U.N.C.L.E. Debuts

22nd September 2014

Fifty years ago today, another spy-fi sensation that involved 007 creator Ian Fleming debuted on US television

There have been a lot of significant James Bond anniversaries of late, but another pop culture phenomenon started fifty years ago today. It's success was also due, in part, to 007 creator Ian Fleming.

Conceived whilst James Bond was making his way from paperbacks to the silver screen, 'The Man From UNCLE' follows the exploits of two secret agents, American Napoleon Solo (Robert Vaughn) and Russian Illya Kuryakin (David McCallum), who work for a fictitious secret international espionage and law-enforcement agency called U.N.C.L.E. (United Network Command for Law and Enforcement).

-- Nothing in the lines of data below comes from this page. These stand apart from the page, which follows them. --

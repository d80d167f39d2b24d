use axum::extract::State;
use axum::http::header::CONTENT_TYPE;
use axum::http::StatusCode;
use axum::response::IntoResponse;
use axum::Json;
use serde_json::json;

use crate::AppState;

/// GET /health: backend reachability
pub async fn health_check(State(state): State<AppState>) -> impl IntoResponse {
    match state.store.ping().await {
        Ok(()) => (StatusCode::OK, Json(json!({ "status": "healthy" }))),
        Err(e) => {
            tracing::warn!(error = %e, "Health check failed");
            (
                StatusCode::SERVICE_UNAVAILABLE,
                Json(json!({ "status": "unhealthy", "db": "disconnected" })),
            )
        }
    }
}

/// GET /metrics: Prometheus scrape payload
pub async fn metrics(State(state): State<AppState>) -> impl IntoResponse {
    (
        [(CONTENT_TYPE, "text/plain; version=0.0.4")],
        state.metrics_handle.render(),
    )
}
use chrono::{DateTime, Utc};
use rust_decimal::Decimal;
use serde::{Deserialize, Serialize};
use sqlx::FromRow;
use std::fmt;
use uuid::Uuid;

#[derive(Debug, Clone, Copy, PartialEq, Eq, Hash, Serialize, Deserialize, sqlx::Type)]
#[sqlx(type_name = "transaction_type")]
pub enum TransactionType {
    Deposit,
    Withdrawal,
    PicksPurchase,
}

impl fmt::Display for TransactionType {
    fn fmt(&self, f: &mut fmt::Formatter<'_>) -> fmt::Result {
        let s = match self {
            TransactionType::Deposit => "Deposit",
            TransactionType::Withdrawal => "Withdrawal",
            TransactionType::PicksPurchase => "PicksPurchase",
        };
        f.write_str(s)
    }
}

/// Database row for transactions table. Immutable once inserted.
#[derive(Debug, Clone, PartialEq, Serialize, Deserialize, FromRow)]
pub struct Transaction {
    pub id: Uuid,
    #[serde(rename = "type")]
    #[sqlx(rename = "type")]
    pub kind: TransactionType,
    pub amount: Decimal,
    pub description: String,
    pub date: DateTime<Utc>,
}

#[derive(Debug, Clone, PartialEq)]
pub struct NewTransaction {
    pub kind: TransactionType,
    pub amount: Decimal,
    pub description: String,
    pub date: DateTime<Utc>,
}
use bankroll::api::router::create_router;
use bankroll::config::AppConfig;
use bankroll::db::Store;
use bankroll::AppState;

#[tokio::main]
async fn main() -> anyhow::Result<()> {
    dotenvy::dotenv().ok();
    init_tracing();

    let config = AppConfig::from_env()?;
    let addr = format!("{}:{}", config.host, config.port);

    tracing::info!("Connecting to store...");
    let store = Store::connect(&config.database_url, config.db_max_connections).await?;
    tracing::info!("Store ready");

    let metrics_handle = bankroll::metrics::init_metrics()?;

    tracing::info!(
        locale = ?config.locale,
        currency = %config.currency_symbol,
        "Ledger configured"
    );

    let state = AppState {
        store,
        config,
        metrics_handle,
    };
    let router = create_router(state);

    let listener = tokio::net::TcpListener::bind(&addr).await?;
    tracing::info!("Server listening on {addr}");
    axum::serve(listener, router).await?;

    Ok(())
}

fn init_tracing() {
    use tracing_subscriber::{fmt, layer::SubscriberExt, util::SubscriberInitExt, EnvFilter};

    let json = std::env::var("LOG_FORMAT").is_ok_and(|v| v.eq_ignore_ascii_case("json"));
    let registry = tracing_subscriber::registry().with(EnvFilter::from_default_env());

    if json {
        registry.with(fmt::layer().json()).init();
    } else {
        registry.with(fmt::layer()).init();
    }
}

TV producer Norman Felton approached Ian Fleming in late 1962 to create a series based on the style of 'North By Northwest'. Fleming concocted a rough outline for the series with a central character called Napoleon Solo, who could be seen as an Americanized version of Bond. Also analogous his MI6 setup, Solo would report to a boss who had a secretary. In this case April Dancer was in place of Miss Moneypenny.

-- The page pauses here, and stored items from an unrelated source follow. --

//! Write paths: load the current record, apply a lifecycle transition, persist.
//!
//! Nothing is reported as updated unless the store accepted the write.

use chrono::Utc;
use metrics::counter;
use uuid::Uuid;

use crate::db::Store;
use crate::errors::AppError;
use crate::ledger::lifecycle::{self, Outcome, Transition};
use crate::ledger::validation::{BetForm, CashOutForm, TransactionForm};
use crate::models::{Bet, Transaction};

pub async fn load_bet(store: &Store, id: Uuid) -> Result<Bet, AppError> {
    store
        .get_bet_by_id(id)
        .await?
        .ok_or_else(|| AppError::NotFound(format!("bet {id} not found")))
}

pub async fn create_bet(store: &Store, form: BetForm) -> Result<Bet, AppError> {
    let new_bet = lifecycle::create(form.into_terms()?)?;
    let bet = store.insert_bet(&new_bet).await?;

    counter!("bets_created_total").increment(1);
    tracing::info!(
        bet_id = %bet.id,
        category = %bet.category,
        stake = %bet.stake,
        odds = %bet.odds,
        "Bet created"
    );
    Ok(bet)
}

pub async fn edit_bet(store: &Store, id: Uuid, form: BetForm) -> Result<Bet, AppError> {
    let terms = form.into_terms()?;
    apply(store, id, Transition::Edit, |bet| lifecycle::edit(bet, terms)).await
}

pub async fn resolve_bet(store: &Store, id: Uuid, outcome: Outcome) -> Result<Bet, AppError> {
    let now = Utc::now();
    apply(store, id, Transition::Resolve(outcome), |bet| {
        lifecycle::resolve(bet, outcome, now)
    })
    .await
}

pub async fn void_bet(store: &Store, id: Uuid) -> Result<Bet, AppError> {
    let now = Utc::now();
    apply(store, id, Transition::Void, |bet| lifecycle::void(bet, now)).await
}

pub async fn cash_out_bet(store: &Store, id: Uuid, form: CashOutForm) -> Result<Bet, AppError> {
    let amount = form.amount()?;
    let now = Utc::now();
    apply(store, id, Transition::CashOut, |bet| {
        lifecycle::cash_out(bet, amount, now)
    })
    .await
}

pub async fn reopen_bet(store: &Store, id: Uuid) -> Result<Bet, AppError> {
    apply(store, id, Transition::Reopen, lifecycle::reopen).await
}

pub async fn delete_bet(store: &Store, id: Uuid) -> Result<(), AppError> {
    if !store.delete_bet(id).await? {
        return Err(AppError::NotFound(format!("bet {id} not found")));
    }

    counter!("bets_deleted_total").increment(1);
    tracing::info!(bet_id = %id, "Bet deleted");
    Ok(())
}

pub async fn create_transaction(store: &Store, form: TransactionForm) -> Result<Transaction, AppError> {
    let new_tx = form.into_new_transaction()?;
    let tx = store.insert_transaction(&new_tx).await?;

    counter!("transactions_created_total", "type" => tx.kind.to_string()).increment(1);
    tracing::info!(
        transaction_id = %tx.id,
        kind = %tx.kind,
        amount = %tx.amount,
        "Transaction created"
    );
    Ok(tx)
}

async fn apply<F>(store: &Store, id: Uuid, transition: Transition, f: F) -> Result<Bet, AppError>
where
    F: FnOnce(&Bet) -> Result<Bet, AppError>,
{
    let current = load_bet(store, id).await?;
    let next = f(&current)?;

    let saved = match store.update_bet(&next, current.status).await? {
        Some(saved) => saved,
        None => return Err(lost_race(store, id).await),
    };

    counter!("bet_transitions_total", "transition" => transition.as_str()).increment(1);
    tracing::info!(
        bet_id = %id,
        transition = transition.as_str(),
        from = %current.status,
        to = %saved.status,
        actual_winnings = ?saved.actual_winnings,
        "Bet transition applied"
    );
    Ok(saved)
}

/// The guarded update matched nothing: the bet was deleted or changed status
/// between the read and the write.
async fn lost_race(store: &Store, id: Uuid) -> AppError {
    match store.get_bet_by_id(id).await {
        Ok(None) => AppError::NotFound(format!("bet {id} not found")),
        Ok(Some(bet)) => {
            tracing::warn!(bet_id = %id, status = %bet.status, "Concurrent bet update detected");
            AppError::State(format!(
                "bet {id} was changed to {} by another request; refresh and retry",
                bet.status
            ))
        }
        Err(e) => AppError::Backend(e),
    }
}

#[cfg(test)]
mod tests {
    use super::*;
    use crate::models::BetStatus;
    use rust_decimal::Decimal;

    fn form(stake: &str, odds: &str) -> BetForm {
        BetForm {
            title: "Verstappen pole".into(),
            category: "Motorsport".into(),
            stake: stake.into(),
            odds: odds.into(),
        }
    }

    #[tokio::test]
    async fn test_create_then_resolve_persists() {
        let store = Store::memory();
        let bet = create_bet(&store, form("10", "2.5")).await.unwrap();
        assert_eq!(bet.status, BetStatus::Pending);
        assert_eq!(bet.potential_winnings, Decimal::from(25));

        let won = resolve_bet(&store, bet.id, Outcome::Won).await.unwrap();
        let stored = load_bet(&store, bet.id).await.unwrap();
        assert_eq!(stored, won);
        assert_eq!(stored.actual_winnings, Some(Decimal::from(25)));
    }

    #[tokio::test]
    async fn test_invalid_form_writes_nothing() {
        let store = Store::memory();
        let result = create_bet(&store, form("0", "2")).await;
        assert!(matches!(result, Err(AppError::Validation(_))));
        assert!(store.get_all_bets().await.unwrap().is_empty());
    }

    #[tokio::test]
    async fn test_rejected_transition_leaves_record_untouched() {
        let store = Store::memory();
        let bet = create_bet(&store, form("10", "2")).await.unwrap();
        let voided = void_bet(&store, bet.id).await.unwrap();

        let again = cash_out_bet(
            &store,
            bet.id,
            CashOutForm { cash_out_amount: "4".into() },
        )
        .await;
        assert!(matches!(again, Err(AppError::State(_))));
        assert_eq!(load_bet(&store, bet.id).await.unwrap(), voided);
    }

    #[tokio::test]
    async fn test_unknown_id_is_not_found() {
        let store = Store::memory();
        let id = Uuid::new_v4();
        assert!(matches!(void_bet(&store, id).await, Err(AppError::NotFound(_))));
        assert!(matches!(delete_bet(&store, id).await, Err(AppError::NotFound(_))));
    }

    #[tokio::test]
    async fn test_stale_status_reported_as_state_error() {
        let store = Store::memory();
        let bet = create_bet(&store, form("10", "2")).await.unwrap();
        resolve_bet(&store, bet.id, Outcome::Lost).await.unwrap();

        // A write validated against the old Pending status must not land
        let stale = lifecycle::void(&bet, Utc::now()).unwrap();
        assert!(store.update_bet(&stale, BetStatus::Pending).await.unwrap().is_none());
        assert!(matches!(lost_race(&store, bet.id).await, AppError::State(_)));
    }

    #[tokio::test]
    async fn test_delete_removes_from_listing() {
        let store = Store::memory();
        let keep = create_bet(&store, form("10", "2")).await.unwrap();
        let gone = create_bet(&store, form("5", "3")).await.unwrap();

        delete_bet(&store, gone.id).await.unwrap();

        let ids: Vec<Uuid> = store.get_all_bets().await.unwrap().iter().map(|b| b.id).collect();
        assert_eq!(ids, vec![keep.id]);
    }
}
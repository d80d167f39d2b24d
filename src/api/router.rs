use axum::routing::{get, post};
use axum::Router;
use tower_http::cors::{Any, CorsLayer};
use tower_http::trace::TraceLayer;

use crate::AppState;
use super::handlers;

pub fn create_router(state: AppState) -> Router {
    let ops = Router::new()
        .route("/health", get(handlers::ops::health_check))
        .route("/metrics", get(handlers::ops::metrics));

    let api = Router::new()
        // Bets
        .route("/api/bets", get(handlers::bets::list).post(handlers::bets::create))
        .route(
            "/api/bets/:id",
            get(handlers::bets::detail)
                .put(handlers::bets::update)
                .delete(handlers::bets::remove),
        )
        .route("/api/bets/:id/resolve", post(handlers::bets::resolve))
        .route("/api/bets/:id/void", post(handlers::bets::void))
        .route("/api/bets/:id/cash-out", post(handlers::bets::cash_out))
        .route("/api/bets/:id/reopen", post(handlers::bets::reopen))
        // Transactions
        .route(
            "/api/transactions",
            get(handlers::transactions::list).post(handlers::transactions::create),
        )
        // Statistics & period selector
        .route("/api/stats", get(handlers::stats::overall))
        .route("/api/months", get(handlers::stats::months))
        .route("/api/categories", get(handlers::stats::categories));

    let cors = CorsLayer::new()
        .allow_origin(Any)
        .allow_methods(Any)
        .allow_headers(Any);

    ops.merge(api)
        .layer(cors)
        .layer(TraceLayer::new_for_http())
        .with_state(state)
}
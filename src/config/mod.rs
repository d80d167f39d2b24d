use std::env;

use crate::ledger::messages::Locale;

const DEFAULT_CURRENCY_SYMBOL: &str = "€";

#[derive(Debug, Clone)]
pub struct AppConfig {
    /// Postgres connection string, or `memory://` for the volatile store.
    pub database_url: String,
    pub host: String,
    pub port: u16,
    pub db_max_connections: u32,

    // Presentation
    pub locale: Locale,
    pub currency_symbol: String,
}

impl AppConfig {
    pub fn from_env() -> anyhow::Result<Self> {
        let locale_raw = env::var("LOCALE").unwrap_or_else(|_| "en".into());
        let locale = Locale::from_tag(&locale_raw).unwrap_or_else(|| {
            tracing::warn!(locale = %locale_raw, "Unknown LOCALE, falling back to en");
            Locale::En
        });

        Ok(Self {
            database_url: env::var("DATABASE_URL")
                .map_err(|_| anyhow::anyhow!("DATABASE_URL must be set"))?,
            host: env::var("HOST").unwrap_or_else(|_| "0.0.0.0".into()),
            port: env::var("PORT")
                .unwrap_or_else(|_| "8080".into())
                .parse()?,
            db_max_connections: env::var("DB_MAX_CONNECTIONS")
                .unwrap_or_else(|_| "10".into())
                .parse()
                .unwrap_or(10),

            locale,
            currency_symbol: env::var("CURRENCY_SYMBOL")
                .unwrap_or_else(|_| DEFAULT_CURRENCY_SYMBOL.into()),
        })
    }

    /// Config for the in-memory store, used by local runs and tests.
    pub fn in_memory() -> Self {
        Self {
            database_url: crate::db::MEMORY_URL.into(),
            host: "127.0.0.1".into(),
            port: 0,
            db_max_connections: 1,
            locale: Locale::En,
            currency_symbol: DEFAULT_CURRENCY_SYMBOL.into(),
        }
    }
}
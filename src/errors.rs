use axum::http::StatusCode;
use axum::response::{IntoResponse, Response};
use axum::Json;
use serde::Serialize;

#[derive(Debug, thiserror::Error)]
pub enum AppError {
    /// Malformed or out-of-range input. The caller can re-prompt with the same form.
    #[error("{0}")]
    Validation(String),

    /// The record's current status does not allow the requested operation.
    #[error("{0}")]
    State(String),

    #[error("{0}")]
    NotFound(String),

    /// The persistence backend failed.
    #[error(transparent)]
    Backend(#[from] anyhow::Error),
}

impl AppError {
    pub fn kind(&self) -> &'static str {
        match self {
            AppError::Validation(_) => "validation",
            AppError::State(_) => "state",
            AppError::NotFound(_) => "not_found",
            AppError::Backend(_) => "backend",
        }
    }

    fn status(&self) -> StatusCode {
        match self {
            AppError::Validation(_) => StatusCode::BAD_REQUEST,
            AppError::State(_) => StatusCode::CONFLICT,
            AppError::NotFound(_) => StatusCode::NOT_FOUND,
            AppError::Backend(_) => StatusCode::SERVICE_UNAVAILABLE,
        }
    }
}

#[derive(Serialize)]
struct ErrorBody {
    success: bool,
    kind: &'static str,
    error: String,
    retryable: bool,
}

impl IntoResponse for AppError {
    fn into_response(self) -> Response {
        if let AppError::Backend(e) = &self {
            tracing::error!("Backend error: {e:?}");
        }

        let body = ErrorBody {
            success: false,
            kind: self.kind(),
            error: self.to_string(),
            retryable: matches!(self, AppError::Backend(_)),
        };

        (self.status(), Json(body)).into_response()
    }
}

impl From<sqlx::Error> for AppError {
    fn from(e: sqlx::Error) -> Self {
        AppError::Backend(e.into())
    }
}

Fleming had to bow out of the creative process due to his contracts with the Bond producers, who had sent Felton a cease and desist letter in February 1964 that demanded the immediate end of the use of Fleming's name in connection with the series, and to stop using the Solo character.

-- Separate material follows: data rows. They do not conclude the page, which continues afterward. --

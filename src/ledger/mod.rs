pub mod actions;
pub mod board;
pub mod lifecycle;
pub mod messages;
pub mod period;
pub mod stats;
pub mod validation;

#[cfg(test)]
pub(crate) mod testing;

pub use board::{build_board, BetBoard};
pub use lifecycle::{Outcome, Transition};
pub use period::{unique_months, Month, PeriodFilter};
pub use stats::{compute_stats, OverallStats};
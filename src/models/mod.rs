pub mod bet;
pub mod transaction;

pub use bet::{Bet, BetStatus, NewBet};
pub use transaction::{NewTransaction, Transaction, TransactionType};
use metrics::counter;
use metrics_exporter_prometheus::{PrometheusBuilder, PrometheusHandle};

use crate::ledger::lifecycle::{Outcome, Transition};
use crate::models::TransactionType;

/// Install the Prometheus exporter as the global recorder and register all
/// application metrics. The returned handle renders the scrape payload.
pub fn init_metrics() -> anyhow::Result<PrometheusHandle> {
    let handle = PrometheusBuilder::new().install_recorder()?;
    register_counters();
    Ok(handle)
}

/// Handle backed by a recorder that is not installed globally. Renders an
/// empty payload; used where several app instances share one process.
pub fn detached_handle() -> PrometheusHandle {
    PrometheusBuilder::new().build_recorder().handle()
}

// Pre-register counters so they appear even before the first increment.
fn register_counters() {
    counter!("bets_created_total").absolute(0);
    counter!("bets_deleted_total").absolute(0);

    for transition in [
        Transition::Edit,
        Transition::Resolve(Outcome::Won),
        Transition::Resolve(Outcome::Lost),
        Transition::Void,
        Transition::CashOut,
        Transition::Reopen,
    ] {
        counter!("bet_transitions_total", "transition" => transition.as_str()).absolute(0);
    }

    for kind in [
        TransactionType::Deposit,
        TransactionType::Withdrawal,
        TransactionType::PicksPurchase,
    ] {
        counter!("transactions_created_total", "type" => kind.to_string()).absolute(0);
    }
}
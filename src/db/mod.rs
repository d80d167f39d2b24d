pub mod bet_repo;
pub mod memory;
pub mod transaction_repo;

use std::sync::Arc;

use sqlx::postgres::PgPoolOptions;
use sqlx::PgPool;
use uuid::Uuid;

use crate::models::{Bet, BetStatus, NewBet, NewTransaction, Transaction};
use memory::MemoryStore;

/// `DATABASE_URL` value selecting the in-memory store.
pub const MEMORY_URL: &str = "memory://";

pub async fn init_pool(database_url: &str, max_connections: u32) -> anyhow::Result<PgPool> {
    let pool = PgPoolOptions::new()
        .max_connections(max_connections)
        .connect(database_url)
        .await?;

    // Verify connectivity
    sqlx::query("SELECT 1").execute(&pool).await?;

    sqlx::migrate!("./migrations").run(&pool).await?;

    Ok(pool)
}

/// Persistence backend for bets and transactions.
///
/// Every call is one round trip. Reads return the whole table in display
/// order: bets by `created_at` descending, transactions by `date` descending.
#[derive(Clone)]
pub enum Store {
    Postgres(PgPool),
    Memory(Arc<MemoryStore>),
}

impl Store {
    pub async fn connect(database_url: &str, max_connections: u32) -> anyhow::Result<Self> {
        if database_url == MEMORY_URL {
            tracing::warn!("Using in-memory store, data is lost on restart");
            return Ok(Self::memory());
        }
        Ok(Store::Postgres(init_pool(database_url, max_connections).await?))
    }

    pub fn memory() -> Self {
        Store::Memory(Arc::new(MemoryStore::new()))
    }

    pub async fn ping(&self) -> anyhow::Result<()> {
        if let Store::Postgres(pool) = self {
            sqlx::query("SELECT 1").execute(pool).await?;
        }
        Ok(())
    }

    pub async fn get_all_bets(&self) -> anyhow::Result<Vec<Bet>> {
        match self {
            Store::Postgres(pool) => bet_repo::get_all_bets(pool).await,
            Store::Memory(mem) => Ok(mem.get_all_bets().await),
        }
    }

    pub async fn get_bet_by_id(&self, id: Uuid) -> anyhow::Result<Option<Bet>> {
        match self {
            Store::Postgres(pool) => bet_repo::get_bet_by_id(pool, id).await,
            Store::Memory(mem) => Ok(mem.get_bet_by_id(id).await),
        }
    }

    pub async fn insert_bet(&self, bet: &NewBet) -> anyhow::Result<Bet> {
        match self {
            Store::Postgres(pool) => bet_repo::insert_bet(pool, bet).await,
            Store::Memory(mem) => Ok(mem.insert_bet(bet).await),
        }
    }

    /// See [`bet_repo::update_bet`].
    pub async fn update_bet(&self, bet: &Bet, expected: BetStatus) -> anyhow::Result<Option<Bet>> {
        match self {
            Store::Postgres(pool) => bet_repo::update_bet(pool, bet, expected).await,
            Store::Memory(mem) => Ok(mem.update_bet(bet, expected).await),
        }
    }

    pub async fn delete_bet(&self, id: Uuid) -> anyhow::Result<bool> {
        match self {
            Store::Postgres(pool) => bet_repo::delete_bet(pool, id).await,
            Store::Memory(mem) => Ok(mem.delete_bet(id).await),
        }
    }

    pub async fn get_all_transactions(&self) -> anyhow::Result<Vec<Transaction>> {
        match self {
            Store::Postgres(pool) => transaction_repo::get_all_transactions(pool).await,
            Store::Memory(mem) => Ok(mem.get_all_transactions().await),
        }
    }

    pub async fn insert_transaction(&self, tx: &NewTransaction) -> anyhow::Result<Transaction> {
        match self {
            Store::Postgres(pool) => transaction_repo::insert_transaction(pool, tx).await,
            Store::Memory(mem) => Ok(mem.insert_transaction(tx).await),
        }
    }
}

In 'Goldfinger', which was being filmed at the time, a mafia boss character named Solo is dispatched by Odd Job and then crushed in the scrap yard. In fact, Felton's original series proposal was titled 'Ian Fleming's Solo'. Later, the series was originally to be called 'Mr. Solo' or just 'Solo', but the attention of Bond's legal team saw to that whilst the pilot was being filmed in November 1963.

Fleming had to sign an affidavit that nothing from the 'Solo' show infringed on any of his Bond characters that he had sold to EON Productions. Although there was always the threat of further legal action, Felton could keep the Solo character if the show name changed. Felton airbrushed a few of Fleming's details away due to their overlap with the Bond films. Whilst Solo survived, Dancer was nixed (although the character was used later). The character of Illya Kuryakin and the hierarchy of U.N.C.L.E. were creations of producer Sam Rolfe.

The pilot episode was originally a 70 minute colour feature, but that version has long been lost and a one-hour black and white version titled 'The Vulcan Affair' debuted on NBC on September 22nd, 1964. A colour feature film version titled 'To Trap A Spy' was created from the pilot and included some additional plot filmed in April 1964 with Italian actress Luciana Paluzzi playing a sexpot character who lures an agent to his death. Were Bond producers watching as they prepared for 'Thunderball'?